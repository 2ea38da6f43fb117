//! Source tree scanning.

use std::path::Path;

use crate::extract::{extension_of, normalize_extension};

/// Relative paths (forward slashes, sorted) of every file under `root` whose
/// extension is in `extensions`.
///
/// Honours `.gitignore` files, also outside a git repository, and skips
/// hidden entries. Unreadable entries are logged and skipped.
#[must_use]
pub fn scan_files(root: &Path, extensions: &[String]) -> Vec<String> {
    let wanted: Vec<String> = extensions.iter().map(|e| normalize_extension(e)).collect();

    let mut files: Vec<String> = ignore::WalkBuilder::new(root)
        .hidden(true)
        .git_ignore(true)
        .require_git(false)
        .build()
        .filter_map(|entry| match entry {
            Ok(entry) => Some(entry),
            Err(e) => {
                tracing::warn!("skipping unreadable entry: {e}");
                None
            }
        })
        .filter(|e| e.file_type().is_some_and(|ft| ft.is_file()))
        .filter(|e| extension_of(e.path()).is_some_and(|ext| wanted.contains(&ext)))
        .filter_map(|e| {
            let rel = e.path().strip_prefix(root).ok()?;
            Some(rel.to_string_lossy().replace('\\', "/"))
        })
        .collect();

    files.sort();
    tracing::debug!(root = %root.display(), files = files.len(), "scan complete");
    files
}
§ §
Return the opening line of the data and every line after it through the line containing "pub fn scan_files(root: &Path, extensions: &[String])", please, exactly as written and with nothing added.

_Solution for this problem_:
repository 2ea38da6f43fb117
//! Source tree scanning.

use std::path::Path;

use crate::extract::{extension_of, normalize_extension};

/// Relative paths (forward slashes, sorted) of every file under `root` whose
/// extension is in `extensions`.
///
/// Honours `.gitignore` files, also outside a git repository, and skips
/// hidden entries. Unreadable entries are logged and skipped.
#[must_use]
pub fn scan_files(root: &Path, extensions: &[String]) -> Vec<String> {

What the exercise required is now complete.